I'd like an exact copy of every line from the start of the entries below through the line containing "sections in declaration order.", please.

→ Saved entries:
'''
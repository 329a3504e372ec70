//! Hand-rolled INI parser for `.editorconfig` files.
//!
//! No regex crate: each line kind is recognized by a small character-class
//! scan over the trimmed line, tried in a fixed order, the way
//! `oxc-project-editorconfig-parser`'s `EditorConfig::parse` and
//! `rotmh-editorconfig-core-rust`'s `parse_dir`/`parse_section`/
//! `parse_pair` read INI text directly off `str` without a parser crate.

use std::path::{Path, PathBuf};

use crate::error::Error;

/// One parsed line, carrying its 1-based line number.
#[derive(Debug, Clone, PartialEq, Eq)]
pub enum IniLine {
    SectionHeader { name: String, line: usize },
    Property { key: String, value: String, line: usize },
    Comment { text: String, line: usize },
}

/// A named group of lines: either a `[pattern]` section, or the pseudo
/// section "Global" holding whatever precedes the first header.
#[derive(Debug, Clone, Default)]
pub struct IniSection {
    pub name: String,
    pub lines: Vec<IniLine>,
}

impl IniSection {
    /// The key/value pairs in this section, in declaration order. Later
    /// duplicate keys are not deduplicated here — that happens at the
    /// property-map composition stage, where last-writer-wins applies.
    pub fn properties(&self) -> Vec<(&str, &str)> {
        self.lines
            .iter()
            .filter_map(|l| match l {
                IniLine::Property { key, value, .. } => Some((key.as_str(), value.as_str())),
                _ => None,
            })
            .collect()
    }

    fn get_last(&self, key: &str) -> Option<&str> {
        self.properties()
            .into_iter()
            .rev()
            .find(|(k, _)| k.eq_ignore_ascii_case(key))
            .map(|(_, v)| v)
    }
}

/// A parsed `.editorconfig` file: its path, directory, the `Global`
/// pseudo-section, and its named sections in declaration order.
#[derive(Debug, Clone)]
pub struct ConfigFile {
    pub path: PathBuf,
    pub dir: PathBuf,
    pub global: IniSection,
    pub sections: Vec<IniSection>,
    pub is_root: bool,
}

impl ConfigFile {
    /// Reads and parses the file at `path`.
    pub fn parse(path: impl AsRef<Path>) -> Result<ConfigFile, Error> {
        let path = path.as_ref();
        let contents =
            std::fs::read_to_string(path).map_err(|source| Error::io(path.to_path_buf(), source))?;
        Ok(Self::parse_str(path, &contents))
    }

    fn parse_str(path: &Path, contents: &str) -> ConfigFile {
        let dir = path
            .parent()
            .map(PathBuf::from)
            .unwrap_or_else(|| PathBuf::from("."));

        let mut global = IniSection {
            name: "Global".to_string(),
            lines: Vec::new(),
        };
        let mut sections: Vec<IniSection> = Vec::new();
        let mut current: Option<usize> = None;

        for (idx, raw_line) in contents.lines().enumerate() {
            let line_no = idx + 1;

            if let Some(text) = parse_comment(raw_line) {
                push_line(
                    &mut global,
                    &mut sections,
                    current,
                    IniLine::Comment {
                        text,
                        line: line_no,
                    },
                );
                continue;
            }

            if let Some((key, value)) = parse_property(raw_line) {
                push_line(
                    &mut global,
                    &mut sections,
                    current,
                    IniLine::Property {
                        key,
                        value,
                        line: line_no,
                    },
                );
                continue;
            }

            if let Some(name) = parse_section_header(raw_line) {
                sections.push(IniSection {
                    name,
                    lines: Vec::new(),
                });
                current = Some(sections.len() - 1);
                continue;
            }

            // Whitespace-only or unrecognized: silently skipped.
        }

        let is_root = global
            .get_last("root")
            .map(|v| v.eq_ignore_ascii_case("true"))
            .unwrap_or(false);

        ConfigFile {
            path: path.to_path_buf(),
            dir,
            global,
            sections,
            is_root,
        }
    }
}

fn push_line(
    global: &mut IniSection,
    sections: &mut [IniSection],
    current: Option<usize>,
    line: IniLine,
) {
    match current {
        Some(idx) => sections[idx].lines.push(line),
        None => global.lines.push(line),
    }
}

fn parse_comment(raw: &str) -> Option<String> {
    let trimmed = raw.trim_start();
    let mut chars = trimmed.chars();
    match chars.next() {
        Some('#') | Some(';') => Some(chars.as_str().to_string()),
        _ => None,
    }
}

fn parse_property(raw: &str) -> Option<(String, String)> {
    let trimmed = raw.trim_start();

    let mut key_end = 0usize;
    for c in trimmed.chars() {
        if c.is_ascii_alphanumeric() || c == '.' || c == '_' || c == '-' {
            key_end += c.len_utf8();
        } else {
            break;
        }
    }
    if key_end == 0 {
        return None;
    }
    let key = &trimmed[..key_end];

    let rest = trimmed[key_end..].trim_start();
    let mut rest_chars = rest.chars();
    match rest_chars.next() {
        Some('=') | Some(':') => {}
        _ => return None,
    }
    let after_sep = rest_chars.as_str().trim_start();

    let value_raw = match after_sep.find(['#', ';']) {
        Some(idx) => &after_sep[..idx],
        None => after_sep,
    };
    Some((key.to_string(), value_raw.trim_end().to_string()))
}

fn parse_section_header(raw: &str) -> Option<String> {
    let trimmed = raw.trim_start();
    let body = trimmed.strip_prefix('[')?;

    let mut name = String::new();
    let mut chars = body.char_indices().peekable();
    let mut close_idx = None;

    while let Some((idx, c)) = chars.next() {
        match c {
            '\\' => match chars.peek() {
                Some(&(_, next @ ('#' | ';'))) => {
                    name.push(next);
                    chars.next();
                }
                _ => name.push('\\'),
            },
            ']' => {
                close_idx = Some(idx);
                break;
            }
            '#' | ';' => return None,
            other => name.push(other),
        }
    }

    let close_idx = close_idx?;
    if name.is_empty() {
        return None;
    }

    // Everything after the closing ']' must be whitespace, optionally
    // followed by a comment — anything else means this line doesn't match
    // the end-anchored section-header grammar at all.
    let remainder = body[close_idx + 1..].trim_start();
    if !remainder.is_empty() && !remainder.starts_with('#') && !remainder.starts_with(';') {
        return None;
    }

    Some(name)
}

#[cfg(test)]
mod tests {
    use super::*;

    fn parse(text: &str) -> ConfigFile {
        ConfigFile::parse_str(Path::new("/proj/.editorconfig"), text)
    }

    #[test]
    fn global_root_marker() {
        let file = parse("root = true\n\n[*.cs]\nindent_style = space\n");
        assert!(file.is_root);
        assert_eq!(file.sections.len(), 1);
        assert_eq!(file.sections[0].name, "*.cs");
        assert_eq!(
            file.sections[0].get_last("indent_style"),
            Some("space")
        );
    }

    #[test]
    fn root_false_by_default() {
        let file = parse("[*.cs]\nindent_style = space\n");
        assert!(!file.is_root);
    }

    #[test]
    fn comment_lines_attach_to_current_section() {
        let file = parse("; leading comment\n[*.rs]\n# another comment\nkey=value\n");
        assert_eq!(file.global.lines.len(), 1);
        assert_eq!(file.sections[0].lines.len(), 2);
    }

    #[test]
    fn property_with_trailing_comment_is_trimmed() {
        let file = parse("[*.md]\nindent_size = 4 # four spaces\n");
        assert_eq!(file.sections[0].get_last("indent_size"), Some("4"));
    }

    #[test]
    fn colon_separator_is_accepted() {
        let file = parse("[*.go]\nindent_style: tab\n");
        assert_eq!(file.sections[0].get_last("indent_style"), Some("tab"));
    }

    #[test]
    fn unrecognized_line_is_skipped() {
        let file = parse("not a valid line at all\n[*.cs]\nindent_style = space\n");
        assert!(file.global.lines.is_empty());
        assert_eq!(file.sections.len(), 1);
    }

    #[test]
    fn section_name_with_escaped_hash() {
        let file = parse("[a\\#b]\nindent_style = space\n");
        assert_eq!(file.sections[0].name, "a#b");
    }

    #[test]
    fn unescaped_hash_in_header_is_not_a_section() {
        let file = parse("[a#b]\nindent_style = space\n");
        assert!(file.sections.is_empty());
    }

    #[test]
    fn trailing_garbage_after_close_bracket_is_not_a_section() {
        let file = parse("[*.cs]garbage\nindent_style = space\n");
        assert!(file.sections.is_empty());
        // the whole line is unrecognized, so it attaches nowhere
        assert!(file.global.lines.is_empty());
    }

    #[test]
    fn trailing_comment_after_close_bracket_is_still_a_section() {
        let file = parse("[*.cs] # a trailing note\nindent_style = space\n");
        assert_eq!(file.sections.len(), 1);
        assert_eq!(file.sections[0].name, "*.cs");
    }
}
'''
→ WRITTEN SOLUTION:
repository 329a3504e372ec70
//! Hand-rolled INI parser for `.editorconfig` files.
//!
//! No regex crate: each line kind is recognized by a small character-class
//! scan over the trimmed line, tried in a fixed order, the way
//! `oxc-project-editorconfig-parser`'s `EditorConfig::parse` and
//! `rotmh-editorconfig-core-rust`'s `parse_dir`/`parse_section`/
//! `parse_pair` read INI text directly off `str` without a parser crate.

use std::path::{Path, PathBuf};

use crate::error::Error;

/// One parsed line, carrying its 1-based line number.
#[derive(Debug, Clone, PartialEq, Eq)]
pub enum IniLine {
    SectionHeader { name: String, line: usize },
    Property { key: String, value: String, line: usize },
    Comment { text: String, line: usize },
}

/// A named group of lines: either a `[pattern]` section, or the pseudo
/// section "Global" holding whatever precedes the first header.
#[derive(Debug, Clone, Default)]
pub struct IniSection {
    pub name: String,
    pub lines: Vec<IniLine>,
}

impl IniSection {
    /// The key/value pairs in this section, in declaration order. Later
    /// duplicate keys are not deduplicated here — that happens at the
    /// property-map composition stage, where last-writer-wins applies.
    pub fn properties(&self) -> Vec<(&str, &str)> {
        self.lines
            .iter()
            .filter_map(|l| match l {
                IniLine::Property { key, value, .. } => Some((key.as_str(), value.as_str())),
                _ => None,
            })
            .collect()
    }

    fn get_last(&self, key: &str) -> Option<&str> {
        self.properties()
            .into_iter()
            .rev()
            .find(|(k, _)| k.eq_ignore_ascii_case(key))
            .map(|(_, v)| v)
    }
}

/// A parsed `.editorconfig` file: its path, directory, the `Global`
/// pseudo-section, and its named sections in declaration order.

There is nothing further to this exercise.